Un exploit économique, une menace environnementale. Multiplier la taille de son économie par 10 en 25 ans, voilà ce qu'a réussi à accomplir la Chine. Si le plus important rattrapage économique de l'histoire a sorti plusieurs centaines de millions de Chinois de la pauvreté, ce développement exponentiel ne s'est pas opéré sans heurts ni dommages. Les autorités de Pékin semblent avoir appris de leurs erreurs passées et entamer un virage « environnementalo-compatible » dans leur territoire. Mais il n'en est pas de même de leurs entreprises implantées à l'étranger. L'Afrique, nouvel eldorado en termes de matières premières, en fait les frais.
Les désastres de la Chinafrique
Peu expérimentées en dehors de la Chine, peu habituées à la contestation sociale ou environnementale, peu contrôlées, les entreprises chinoises en Afrique peinent à appliquer les plus élémentaires des standards internationaux en matière de gouvernance environnementale.

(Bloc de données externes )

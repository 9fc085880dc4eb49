//! # Configuration
//!
//! Centralizes all settings with a clear override hierarchy:
//! defaults → config file → env vars → CLI flags.
//!
//! Config lives at `~/.atlas/config.toml`. If missing on first run, a
//! commented-out default is generated so users can discover all options.

use log::{debug, info, warn};
use serde::{Deserialize, Serialize};
use std::fmt;
use std::fs;
use std::path::{Path, PathBuf};

use crate::core::criteria::{Criteria, SortBy};

// ============================================================================
// Config Structs (all fields Option<T> for sparse TOML)
// ============================================================================

#[derive(Debug, Default, Deserialize, Serialize)]
pub struct AtlasConfig {
    #[serde(default)]
    pub source: SourceConfig,
    #[serde(default)]
    pub filters: FilterConfig,
}

#[derive(Debug, Default, Deserialize, Serialize)]
pub struct SourceConfig {
    pub endpoint: Option<String>,
    pub data_file: Option<String>,
}

#[derive(Debug, Default, Deserialize, Serialize)]
pub struct FilterConfig {
    pub search: Option<String>,
    pub regions: Option<Vec<String>>,
    pub un_member: Option<bool>,
    pub independent: Option<bool>,
    pub sort_by: Option<SortBy>,
}

// ============================================================================
// Defaults
// ============================================================================

pub const DEFAULT_ENDPOINT: &str = "https://restcountries.com/v3.1/all";
pub const ENDPOINT_ENV_VAR: &str = "ATLAS_ENDPOINT";

// ============================================================================
// CLI overrides
// ============================================================================

/// Values taken from command-line flags. `None`/empty means "not given".
#[derive(Debug, Default, Clone)]
pub struct CliOverrides {
    pub endpoint: Option<String>,
    pub data_file: Option<PathBuf>,
    pub search: Option<String>,
    pub regions: Vec<String>,
    pub un_member: bool,
    pub independent: bool,
    pub sort_by: Option<SortBy>,
}

// ============================================================================
// Resolved Config (concrete values, no Options)
// ============================================================================

#[derive(Debug, Clone)]
pub struct ResolvedConfig {
    pub endpoint: String,
    /// Local JSON snapshot. When set it replaces the HTTP fetch.
    pub data_file: Option<PathBuf>,
    /// Criteria the session starts with.
    pub criteria: Criteria,
}

// ============================================================================
// Error Type
// ============================================================================

#[derive(Debug)]
pub enum ConfigError {
    Io(std::io::Error),
    Parse(toml::de::Error),
}

impl fmt::Display for ConfigError {
    fn fmt(&self, f: &mut fmt::Formatter<'_>) -> fmt::Result {
        match self {
            ConfigError::Io(e) => write!(f, "config I/O error: {e}"),
            ConfigError::Parse(e) => write!(f, "config parse error: {e}"),
        }
    }
}

impl std::error::Error for ConfigError {}

// ============================================================================
// Loading
// ============================================================================

/// Returns the path to `~/.atlas/config.toml`.
pub fn config_path() -> Option<PathBuf> {
    dirs::home_dir().map(|h| h.join(".atlas").join("config.toml"))
}

/// Load config from `~/.atlas/config.toml`.
pub fn load_config() -> Result<AtlasConfig, ConfigError> {
    match config_path() {
        Some(path) => load_config_from(&path),
        None => {
            warn!("Could not determine home directory, using default config");
            Ok(AtlasConfig::default())
        }
    }
}

/// Load config from an explicit path.
///
/// If the file doesn't exist, generates a commented-out default and
/// returns `AtlasConfig::default()`. If it exists but is malformed,
/// returns `ConfigError::Parse`.
pub fn load_config_from(path: &Path) -> Result<AtlasConfig, ConfigError> {
    if !path.exists() {
        info!("No config file found, generating default at {}", path.display());
        generate_default_config(path);
        return Ok(AtlasConfig::default());
    }

    let contents = fs::read_to_string(path).map_err(ConfigError::Io)?;
    let config: AtlasConfig = toml::from_str(&contents).map_err(ConfigError::Parse)?;
    info!("Loaded config from {}", path.display());
    debug!("Config: {:?}", config);
    Ok(config)
}

const DEFAULT_CONFIG: &str = r#"# Atlas Configuration
# All settings are optional. Defaults are used for anything not specified.
# Override hierarchy: defaults → this file → env vars → CLI flags.

# [source]
# endpoint = "https://restcountries.com/v3.1/all"   # Or set ATLAS_ENDPOINT. A URL with a query is used as-is
# data_file = "countries.json"       # Local snapshot, path relative to ~/.atlas/

# [filters]
# search = ""
# regions = ["Europe", "Asia"]       # Americas, Antarctic, Africa, Asia, Europe, Oceania
# un_member = false
# independent = false
# sort_by = "population"             # "name", "population" or "area"
"#;

/// Generates a commented-out default config file at the given path.
fn generate_default_config(path: &Path) {
    if let Some(parent) = path.parent()
        && let Err(e) = fs::create_dir_all(parent)
    {
        warn!("Failed to create config directory: {}", e);
        return;
    }
    if let Err(e) = fs::write(path, DEFAULT_CONFIG) {
        warn!("Failed to write default config: {}", e);
    }
}

// ============================================================================
// Resolution
// ============================================================================

/// Resolve the final config by collapsing: defaults → config file → env vars → CLI.
pub fn resolve(config: &AtlasConfig, cli: &CliOverrides) -> ResolvedConfig {
    // Endpoint: CLI → env → config → default
    let endpoint = cli
        .endpoint
        .clone()
        .or_else(|| std::env::var(ENDPOINT_ENV_VAR).ok())
        .or_else(|| config.source.endpoint.clone())
        .unwrap_or_else(|| DEFAULT_ENDPOINT.to_string());

    // Snapshot file: CLI path as given, config path relative to ~/.atlas/
    let data_file = cli.data_file.clone().or_else(|| {
        config.source.data_file.as_ref().map(|file| {
            let path = PathBuf::from(file);
            if path.is_absolute() {
                path
            } else {
                dirs::home_dir()
                    .map(|h| h.join(".atlas").join(&path))
                    .unwrap_or(path)
            }
        })
    });

    let filters = &config.filters;
    let regions = if cli.regions.is_empty() {
        filters.regions.clone().unwrap_or_default()
    } else {
        cli.regions.clone()
    };

    let criteria = Criteria {
        search: cli
            .search
            .clone()
            .or_else(|| filters.search.clone())
            .unwrap_or_default(),
        selected_regions: regions.into_iter().collect(),
        // A CLI switch can only turn a filter on.
        un_member: cli.un_member || filters.un_member.unwrap_or(false),
        independent: cli.independent || filters.independent.unwrap_or(false),
        sort_by: cli.sort_by.or(filters.sort_by).unwrap_or_default(),
    };

    ResolvedConfig {
        endpoint,
        data_file,
        criteria,
    }
}

#[cfg(test)]
mod tests {
    use super::*;

    #[test]
    fn test_default_config_parses() {
        let config = AtlasConfig::default();
        assert!(config.source.endpoint.is_none());
        assert!(config.filters.sort_by.is_none());
    }

    #[test]
    fn test_generated_default_is_valid_toml() {
        let config: AtlasConfig = toml::from_str(DEFAULT_CONFIG).unwrap();
        assert!(config.source.endpoint.is_none());
        assert!(config.filters.regions.is_none());
    }

    #[test]
    fn test_resolve_uses_defaults_when_empty() {
        let resolved = resolve(&AtlasConfig::default(), &CliOverrides::default());
        assert!(resolved.data_file.is_none());
        assert_eq!(resolved.criteria, Criteria::default());
    }

    #[test]
    fn test_resolve_config_values_override_defaults() {
        let config = AtlasConfig {
            source: SourceConfig {
                endpoint: None,
                data_file: Some("/tmp/countries.json".to_string()),
            },
            filters: FilterConfig {
                search: Some("island".to_string()),
                regions: Some(vec!["Oceania".to_string()]),
                un_member: Some(true),
                independent: None,
                sort_by: Some(SortBy::Area),
            },
        };
        let resolved = resolve(&config, &CliOverrides::default());
        assert_eq!(resolved.data_file, Some(PathBuf::from("/tmp/countries.json")));
        assert_eq!(resolved.criteria.search, "island");
        assert!(resolved.criteria.region_selected("oceania"));
        assert!(resolved.criteria.un_member);
        assert!(!resolved.criteria.independent);
        assert_eq!(resolved.criteria.sort_by, SortBy::Area);
    }

    #[test]
    fn test_resolve_cli_wins() {
        let config = AtlasConfig {
            source: SourceConfig {
                endpoint: Some("http://config.example/all".to_string()),
                data_file: None,
            },
            filters: FilterConfig {
                regions: Some(vec!["Asia".to_string()]),
                sort_by: Some(SortBy::Area),
                ..Default::default()
            },
        };
        let cli = CliOverrides {
            endpoint: Some("http://cli.example/all".to_string()),
            regions: vec!["Africa".to_string()],
            sort_by: Some(SortBy::Name),
            independent: true,
            ..Default::default()
        };
        let resolved = resolve(&config, &cli);
        assert_eq!(resolved.endpoint, "http://cli.example/all");
        assert!(resolved.criteria.region_selected("Africa"));
        assert!(!resolved.criteria.region_selected("Asia"));
        assert_eq!(resolved.criteria.sort_by, SortBy::Name);
        assert!(resolved.criteria.independent);
    }

    #[test]
    fn test_sparse_toml_parses() {
        let toml_str = r#"
[filters]
sort_by = "name"
"#;
        let config: AtlasConfig = toml::from_str(toml_str).unwrap();
        assert_eq!(config.filters.sort_by, Some(SortBy::Name));
        assert!(config.filters.search.is_none());
        assert!(config.source.endpoint.is_none());
    }

    #[test]
    fn test_full_toml_parses() {
        let toml_str = r#"
[source]
endpoint = "http://localhost:8080/v3.1/all"

[filters]
search = "stan"
regions = ["Asia", "Europe"]
un_member = true
independent = true
sort_by = "area"
"#;
        let config: AtlasConfig = toml::from_str(toml_str).unwrap();
        assert_eq!(
            config.source.endpoint.as_deref(),
            Some("http://localhost:8080/v3.1/all")
        );
        assert_eq!(config.filters.regions.as_ref().map(Vec::len), Some(2));
        assert_eq!(config.filters.un_member, Some(true));
        assert_eq!(config.filters.sort_by, Some(SortBy::Area));
    }

    #[test]
    fn test_missing_file_generates_default() {
        let dir = tempfile::tempdir().unwrap();
        let path = dir.path().join("nested").join("config.toml");

        let config = load_config_from(&path).unwrap();
        assert!(config.source.endpoint.is_none());
        assert!(path.exists());
        let written = fs::read_to_string(&path).unwrap();
        assert!(written.starts_with("# Atlas Configuration"));
    }

    #[test]
    fn test_malformed_file_is_parse_error() {
        let dir = tempfile::tempdir().unwrap();
        let path = dir.path().join("config.toml");
        fs::write(&path, "[filters]\nsort_by = 42\n").unwrap();

        let err = load_config_from(&path).unwrap_err();
        assert!(matches!(err, ConfigError::Parse(_)));
        assert!(err.to_string().starts_with("config parse error"));
    }
}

De par le continent, les exemples de scandales environnementaux se multiplient depuis une dizaine d'années.
Premier acteur mondial dans le secteur hydroélectrique, la Chine multiplie en Afrique les projets de barrages : barrage de Merowe au Soudan, de Bui au Ghana, d'Inga en République démocratique du Congo (RDC), etc. La construction de ce dernier devrait entraîner le déplacement de 10 000 communautés et villages et impacter durablement l'environnement, composé de forêts humides. L'ONG chinoise International Rivers dénonce des projets qui visent avant tout à assurer l'électrification des mines, elles aussi exploitées par des entreprises chinoises, plutôt qu'à assurer l'accès au courant électrique à une population congolaise qui en est privée à 94%. « Les barrages sont une catastrophe pour l'environnement, poursuit l'ONG. C'est même ce que l'on peut faire de pire à un fleuve ».
Au Mozambique, l'industrie forestière chinoise exploite sans vergogne main-d'œuvre locale et forêts primaires regorgeant d'essences exotiques rares et menacées : mopane, ébène, panga panga, etc. En recrutant des bûcherons mozambicains, les entreprises chinoises contournent les licences d'exploitation et l'obligation de replanter des arbres, qui sont revendus cent fois plus cher sur le marché asiatique. Des pratiques illégales qui accélèrent la déforestation, entretiennent la corruption et maintiennent les populations locales dans la pauvreté. On estime ainsi que 93% de l'exploitation forestière au Mozambique serait illégale. Les forêts de RDC, du Cameroun, de Madagascar, de Gambie ou du Congo-Brazzaville seraient pareillement menacées.
Vers la fin de la lune de miel entre l'Afrique et la Chine ?
Les Africains commencent pourtant à relever la tête. De plus en plus régulièrement, des incidents témoignent de l'exaspération des populations, relayée par l'action des gouvernements africains. En Guinée équatoriale, ce sont deux Chinois qui ont été tués, en 2008, par des travailleurs dénonçant leurs conditions de travail. En 2012, le patron d'une mine chinoise en Zambie a également succombé aux coups de deux de ses employés. Madagascar a été le théâtre d'affrontements violents qui ont fait, en 2014, plusieurs morts et blessés au sein d'une usine de sucre.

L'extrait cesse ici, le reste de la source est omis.